Enquanto isso, Alcimar Francisco Casal, o Zizi, pede a intervenção do prefeito Roberto Sobrinho e diz que as exigências impostas pela administração municipal aos permissionários transformarão o Mercado Cultural num espaço morto. Veja na íntegra o manifesto.

MANIFESTO DO BAR DO ZIZI AO PREFEITO ROBERTO SOBRINHO

Senhor Prefeito,

Construímos uma história de muita luta em Porto Velho. Sempre ordeiramente e pagando nossos impostos em dia. O senhor sabe disso.

Através de nosso esforço, evitamos que a especulação imobiliária transformasse o que restou do Mercado Municipal em mais um prédio comercial, fato este que impediria a construção, na sua gestão, do atual Mercado Cultural, local onde se desenvolvem as maiores manifestações artísticas e culturais de nossa cidade. Na nova concepção do Mercado Cultural, não foi previsto espaço para que guardássemos nossos estoques, geleiras, além das mesas e cadeiras com as quais recebemos as pessoas que assistem aos espetáculos apresentados.

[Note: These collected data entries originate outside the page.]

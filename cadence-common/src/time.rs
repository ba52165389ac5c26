//! Timestamp utilities
//!
//! `last_modified` columns are stored as RFC 3339 text in UTC.

use crate::{Error, Result};
use chrono::{DateTime, SecondsFormat, Utc};

/// Get current UTC timestamp
pub fn now() -> DateTime<Utc> {
    Utc::now()
}

/// Format a timestamp for storage (millisecond precision, `Z` suffix)
pub fn to_storage(timestamp: &DateTime<Utc>) -> String {
    timestamp.to_rfc3339_opts(SecondsFormat::Millis, true)
}

/// Parse a stored timestamp back into UTC
pub fn parse_storage(value: &str) -> Result<DateTime<Utc>> {
    DateTime::parse_from_rfc3339(value)
        .map(|dt| dt.with_timezone(&Utc))
        .map_err(|e| Error::Internal(format!("Invalid stored timestamp '{}': {}", value, e)))
}
//! Database access layer
//!
//! Repositories for the two queue entities plus the settings key-value store.
//! Single-statement functions are generic over `sqlx::Executor` so callers can
//! pass either the pool or an open transaction.

pub mod queue_tracks;
pub mod queues;
pub mod settings;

Como alternativa, passamos a utilizar a sala junto ao banheiro masculino que originalmente, segundo informações da Semdestur, seriam utilizadas como camarins. Estas salas não possuem condições para tal, tendo em vista que não dispõem de nenhum móvel, sejam cadeiras, mesas, araras, espelhos ou qualquer refrigeração. Nestes locais, estamos guardando apenas as mesas e cadeiras de nossa propriedade, que são poucas. A grande maioria são alugadas e recolhidas no dia seguinte aos dias de cada evento. Acontece, senhor Prefeito, que recebemos uma notificação da Semusb, dando-nos prazo de 08 dias, que vence dia 21/06, no sentido de que não mais poderíamos utilizar estas salas para guardar nossos pertences. Além disso, todas as mesas e cadeiras utilizadas nos eventos deverão ser retiradas do mercado, no final do espetáculo e que também não poderemos mais utilizar geleiras ou empilhar bebidas ou outras mercadorias fora dos limites do balcão. Como deveremos proceder, então?

Quem faz a locação de mesas e cadeiras não as recolhe pela madrugada. Sem as geleiras não poderemos mais vender bebidas em quantidade suficiente para atender aos expectadores.

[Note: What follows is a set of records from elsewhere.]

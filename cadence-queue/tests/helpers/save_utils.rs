//! Save Action Test Utilities

use cadence_queue::{SaveAction, SaveOutcome, SaveScope};
use futures::FutureExt;
use std::sync::Arc;
use tokio::sync::{oneshot, Notify};

/// An action that holds the write lock until released
///
/// Submit it as a repeat-mode save: no other save class can cancel it.
pub fn lock_holder(started: Arc<Notify>, release: oneshot::Receiver<()>) -> SaveAction {
    Box::new(move |_scope: SaveScope| {
        async move {
            started.notify_one();
            let _ = release.await;
            Ok::<_, cadence_queue::Error>(SaveOutcome::Completed)
        }
        .boxed()
    })
}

Sem mesas e cadeiras, não haverão mais as apresentações, a maioria das quais criadas e apresentadas pela Prefeitura através da Fundação Yaripuna e também as de iniciativa privada, que sempre contaram com nosso total apoio, inclusive com pagamento de cachês aos músicos. Nestes dias, temos que montar uma estrutura física e humana extra para bem receber os freqüentadores do local. Assim, permanecendo estas exigências, o espaço criado pela prefeitura, onde famílias e pessoas de todas as partes do Brasil convivem harmoniosamente e no qual seu nome tem sido lembrado a cada show e levado para a todo o Brasil pelas tevês Record e Comunitária, se transformará em um espaço morto e se constituirá em motivo de reclamações e má propaganda de sua administração.

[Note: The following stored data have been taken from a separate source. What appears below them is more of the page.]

//! Queue track database operations
//!
//! Rows of `queue_tracks` are never edited in place: structural changes
//! replace the whole list. `replace_all` is delete-then-insert, so it must run
//! inside a transaction for readers to never see an empty or partial list;
//! `replace_all_atomic` opens that transaction itself.

use crate::error::Result;
use cadence_common::db::QueueTrack;
use sqlx::{Executor, Row, Sqlite, SqliteConnection, SqlitePool};

/// Get a queue's tracks ordered by `track_order`
pub async fn get_by_queue<'e, E>(executor: E, queue_id: i64) -> Result<Vec<QueueTrack>>
where
    E: Executor<'e, Database = Sqlite>,
{
    let rows = sqlx::query(
        r#"
        SELECT track_id, track_order, original_order
        FROM queue_tracks
        WHERE queue_id = ?
        ORDER BY track_order ASC
        "#,
    )
    .bind(queue_id)
    .fetch_all(executor)
    .await?;

    rows.iter()
        .map(|row| -> Result<QueueTrack> {
            Ok(QueueTrack {
                track_id: row.try_get("track_id")?,
                track_order: row.try_get("track_order")?,
                original_order: row.try_get("original_order")?,
            })
        })
        .collect()
}

/// Count a queue's tracks
pub async fn count_by_queue<'e, E>(executor: E, queue_id: i64) -> Result<i64>
where
    E: Executor<'e, Database = Sqlite>,
{
    let count: i64 = sqlx::query_scalar("SELECT COUNT(*) FROM queue_tracks WHERE queue_id = ?")
        .bind(queue_id)
        .fetch_one(executor)
        .await?;

    Ok(count)
}

/// Delete all tracks of a queue, returning how many were removed
pub async fn delete_by_queue<'e, E>(executor: E, queue_id: i64) -> Result<u64>
where
    E: Executor<'e, Database = Sqlite>,
{
    let result = sqlx::query("DELETE FROM queue_tracks WHERE queue_id = ?")
        .bind(queue_id)
        .execute(executor)
        .await?;

    Ok(result.rows_affected())
}

/// Insert tracks for a queue
pub async fn insert_all(
    conn: &mut SqliteConnection,
    queue_id: i64,
    tracks: &[QueueTrack],
) -> Result<()> {
    for track in tracks {
        sqlx::query(
            r#"
            INSERT INTO queue_tracks (queue_id, track_id, track_order, original_order)
            VALUES (?, ?, ?, ?)
            "#,
        )
        .bind(queue_id)
        .bind(&track.track_id)
        .bind(track.track_order)
        .bind(track.original_order)
        .execute(&mut *conn)
        .await?;
    }

    Ok(())
}

/// Replace a queue's tracks on an existing connection or transaction
pub async fn replace_all(
    conn: &mut SqliteConnection,
    queue_id: i64,
    tracks: &[QueueTrack],
) -> Result<()> {
    let removed = delete_by_queue(&mut *conn, queue_id).await?;
    insert_all(conn, queue_id, tracks).await?;

    tracing::debug!(queue_id, removed, inserted = tracks.len(), "Replaced queue tracks");
    Ok(())
}

/// Replace a queue's tracks in a transaction of its own
pub async fn replace_all_atomic(
    pool: &SqlitePool,
    queue_id: i64,
    tracks: &[QueueTrack],
) -> Result<()> {
    let mut tx = pool.begin().await?;
    replace_all(&mut *tx, queue_id, tracks).await?;
    tx.commit().await?;
    Ok(())
}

Caso não haja um reposicionamento dos órgãos competentes, permitindo que possamos continuar a usar a sala antes mencionada, não teremos a mínima condição de prestar um serviço de qualidade para tantas pessoas.

Pelo exposto, solicitamos sua intervenção junto à Semusb e Semdestur, no sentido de voltarem atrás desta decisão, pela qual o Bar do Zizi, Café com Arte, músicos em geral e freqüentadores do local ficarão muito agradecidos.